5. California lags far behind most other states in federal financial participation for developmental disabilities. (For example, whereas federal "Medicaid Home and Community-based Services Waiver" funds provide 38% of New York State's total spending on developmental disabilities, California's proportion of this federal support provides only 17% of our expenditures.)
6. Families who wish to care for their children at home do not receive adequate support. As a result, their children are often placed in more expensive and less desirable places.
AB 896 addresses these issues through a strategy of system unification and by using existing resources more creatively, generating new sources of funding, creating new opportunities for workers in the system, and improving service support for people with developmental disabilities and their families.
Highlights of the Bill
§ The funds for each resident of state institutions are used to either pay for continued service in the institution, or for alternatives in the community. (The State Hospital Interagency Fund Transfer--the SHIFT budget is created for this purpose.)
§ Each regional center will have annual goals for planning, developing and purchasing alternative community services for people most likely to be placed in state institutions, and for some who are currently in state facilities. The annual goal, statewide, is to prevent at least 150 new admissions and to create alternatives for at least 400 people now in state facilities.

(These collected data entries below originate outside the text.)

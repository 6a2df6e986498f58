//! Hex dumps of persisted records, and a parser for Java object
//! serialization streams.

pub mod hex;
pub mod record;
pub mod stream;

pub use record::{first_line_hex, read_first_line, Record, RecordError};
pub use stream::{Deserializer, EventHandler, NoEventHandler, ParseError, Stream, Value};
use std::{fs, io};

use serdump::{first_line_hex, read_first_line, stream, Record, RecordError};

pub mod common;

/// Hex of `{"a":"aa","b":1,"c":[1,2,3,4]}`.
const SAMPLE_HEX: &str = "7B2261223A226161222C2262223A312C2263223A5B312C322C332C345D7D";

#[test]
fn write_and_read_sample() {
    let target = tempfile::tempdir().unwrap();
    let path = target.path().join("test.data");

    let record = Record::sample();
    record.write_to(&path).unwrap();

    assert_eq!(
        fs::read_to_string(&path).unwrap(),
        "{\"a\":\"aa\",\"b\":1,\"c\":[1,2,3,4]}\n"
    );

    assert_eq!(Record::read_from(&path).unwrap(), record);
    assert_eq!(first_line_hex(&path).unwrap(), SAMPLE_HEX);
}

#[test]
fn replace_previous_contents() {
    let target = tempfile::tempdir().unwrap();
    let path = target.path().join("test.data");

    fs::write(&path, "x".repeat(1000)).unwrap();

    let record = Record::new("b", -7, Vec::<u8>::new());
    record.write_to(&path).unwrap();

    assert_eq!(Record::read_from(&path).unwrap(), record);
    assert_eq!(read_first_line(&path).unwrap(), br#"{"a":"b","b":-7,"c":[]}"#);
}

#[test]
fn first_line_of_files() {
    let target = tempfile::tempdir().unwrap();
    let path = target.path().join("lines");

    for (contents, line) in [
        (&b""[..], ""),
        (&b"abc"[..], "616263"),
        (&b"ab\ncd\n"[..], "6162"),
        (&b"ab\r\ncd"[..], "6162"),
        (&b"\r\n"[..], ""),
        (&b"\x00\xff\n"[..], "00FF"),
    ] {
        fs::write(&path, contents).unwrap();
        assert_eq!(first_line_hex(&path).unwrap(), line, "{contents:?}");
    }
}

#[test]
fn first_line_of_binary_stream() {
    let target = tempfile::tempdir().unwrap();
    let path = target.path().join("snapshot.ser");

    let data = common::snapshot();
    fs::write(&path, &data).unwrap();

    // The line ends at the first 0x0D byte, which is the length of the
    // class name "java.time.Ser".
    let line = read_first_line(&path).unwrap();
    assert_eq!(line.len(), 168);
    assert_eq!(line[..], data[..168]);
    assert_eq!(data[168], b'\r');

    assert!(first_line_hex(&path)
        .unwrap()
        .starts_with("ACED00057372002F696D2E6163746F72"));

    assert!(matches!(
        stream::parse(&line),
        Err(stream::ParseError::UnexpectedEof { .. })
    ));
}

#[test]
fn missing_file() {
    let target = tempfile::tempdir().unwrap();
    let path = target.path().join("missing");

    match first_line_hex(&path) {
        Err(RecordError::Io(e, p)) => {
            assert_eq!(e.kind(), io::ErrorKind::NotFound);
            assert_eq!(p, path);
        }

        r => panic!("unexpected result: {r:?}"),
    }

    assert!(matches!(
        Record::read_from(&path),
        Err(RecordError::Io(_, _))
    ));
}

#[test]
fn invalid_json() {
    let target = tempfile::tempdir().unwrap();
    let path = target.path().join("test.data");

    fs::write(&path, "{\"a\":\"aa\",\"b\":\"1\"}\n").unwrap();

    match Record::read_from(&path) {
        Err(RecordError::Json(_, p)) => assert_eq!(p, path),
        r => panic!("unexpected result: {r:?}"),
    }
}
use std::{
    fs::File,
    io::{self, BufRead, BufReader, BufWriter, Write},
    path::{Path, PathBuf},
};

#[derive(thiserror::Error, Debug)]
pub enum RecordError {
    #[error("I/O error in {1}: {0}")]
    Io(io::Error, PathBuf),

    #[error("Invalid JSON in {1}: {0}")]
    Json(serde_json::Error, PathBuf),
}

macro_rules! try_io {
    ($path:expr, $e:expr $(,)?) => {
        $e.map_err(|e| RecordError::Io(io::Error::from(e), $path.into()))?
    };
}

/// Sample record persisted by the `dump` example.
///
/// It is stored as a single line of JSON.
#[derive(serde::Serialize, serde::Deserialize, Clone, Debug, PartialEq)]
pub struct Record {
    pub a: String,
    pub b: i32,
    pub c: Vec<u8>,
}

impl Record {
    pub fn new(a: impl Into<String>, b: i32, c: impl Into<Vec<u8>>) -> Self {
        Record {
            a: a.into(),
            b,
            c: c.into(),
        }
    }

    /// Record with `a = "aa"`, `b = 1` and `c = [1, 2, 3, 4]`.
    pub fn sample() -> Self {
        Record::new("aa", 1, [1u8, 2, 3, 4])
    }

    /// Write the record to `path`, replacing its previous contents.
    pub fn write_to(&self, path: &Path) -> Result<(), RecordError> {
        let mut output = BufWriter::new(try_io!(path, File::create(path)));

        serde_json::to_writer(&mut output, self)
            .map_err(|e| RecordError::Json(e, path.to_owned()))?;

        try_io!(path, output.write_all(b"\n"));
        try_io!(path, output.flush());

        Ok(())
    }

    pub fn read_from(path: &Path) -> Result<Self, RecordError> {
        let input = BufReader::new(try_io!(path, File::open(path)));
        serde_json::from_reader(input).map_err(|e| RecordError::Json(e, path.to_owned()))
    }
}

/// Read the raw bytes of the first line in the file at `path`.
///
/// The line ends at the first `\n`, `\r` or `\r\n`, and the terminator
/// is not included. The bytes are returned as they are in the file,
/// with no text decoding.
pub fn read_first_line(path: &Path) -> Result<Vec<u8>, RecordError> {
    let file = try_io!(path, File::open(path));
    Ok(try_io!(path, first_line(BufReader::new(file))))
}

/// Read the first line of `path` and encode it as a hex string.
pub fn first_line_hex(path: &Path) -> Result<String, RecordError> {
    read_first_line(path).map(crate::hex::encode)
}

fn first_line<R: BufRead>(reader: R) -> io::Result<Vec<u8>> {
    let mut line = Vec::new();

    for byte in reader.bytes() {
        match byte? {
            b'\n' | b'\r' => break,
            b => line.push(b),
        }
    }

    Ok(line)
}

#[test]
fn split_first_line() {
    macro_rules! check {
        ($input:expr, $line:expr) => {
            assert_eq!(first_line(&$input[..]).unwrap(), $line)
        };
    }

    check!(b"", b"");
    check!(b"abc", b"abc");
    check!(b"abc\ndef", b"abc");
    check!(b"abc\r\ndef", b"abc");
    check!(b"abc\rdef", b"abc");
    check!(b"\nabc", b"");
    check!(b"\xac\xed\x00\x05\ns", b"\xac\xed\x00\x05");
}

§ Each regional center will have a CARE account (Community Augmentation and Resource Enhancement). This account includes funds from several sources, including funds freed up when community alternatives cost less than costs in state facilities and surplus, year-end, regional center funds. The CARE account is used for improving services for people living in the community whose needs are the same as those in state facilities.
§ Nobody is moved out of a state facility or deflected from admission to a state institution without the benefit of a person-centered, individual program plan and assurances of excellent community-based services.
§ Funds in the SHIFT and CARE accounts are used to create "models of excellence" for people coming out of state institutions and others with similar needs in the community. These funds can be used to:
§ increase wages of community service workers,
§ contract with state employees to provide services in the community,
§ fund self-determination programs in which families have greater control of decisions and resources,
§ help families care for family members at home, including stipends to family caretakers when needed,
§ help people lease homes or apartments,
§ pay for program start-up costs,
§ enhance existing programs and create new ones,
§ help regional centers to administer added workload.
§ Models of excellence are evaluated, regarding costs and results.
§ The Lanterman Trust Fund is created to keep in the developmental services system, all of the funds, generated from the lease or sale of state institutions. The bill gives people with developmental disabilities the undeniable right to these past investments on their behalf and prevents any entity from taking these resources without paying the fair market price. Lanterman Trust Funds can be used to:
§ provide low interest or deferred interest loans for housing for people with developmental disabilities,
§ create technical centers of excellence to produce adaptive equipment, customized wheelchairs, shoes and other articles needed, statewide, for people with unique needs,
§ give grants for special purposes.
§ The department of developmental services is required to plan for: The orderly downsizing and closure of state institutions, reductions of the high overhead costs in the institutions, assistance to state workers during the transition period, and action to secure matching federal funds for services created as AB 896 is implemented.
§ The Secretary of the Health and Welfare Agency is required to conduct two evaluations: A study of additional ways to unify and streamline a complex system involving numerous state agencies, and a review of the functioning and structure of regional centers.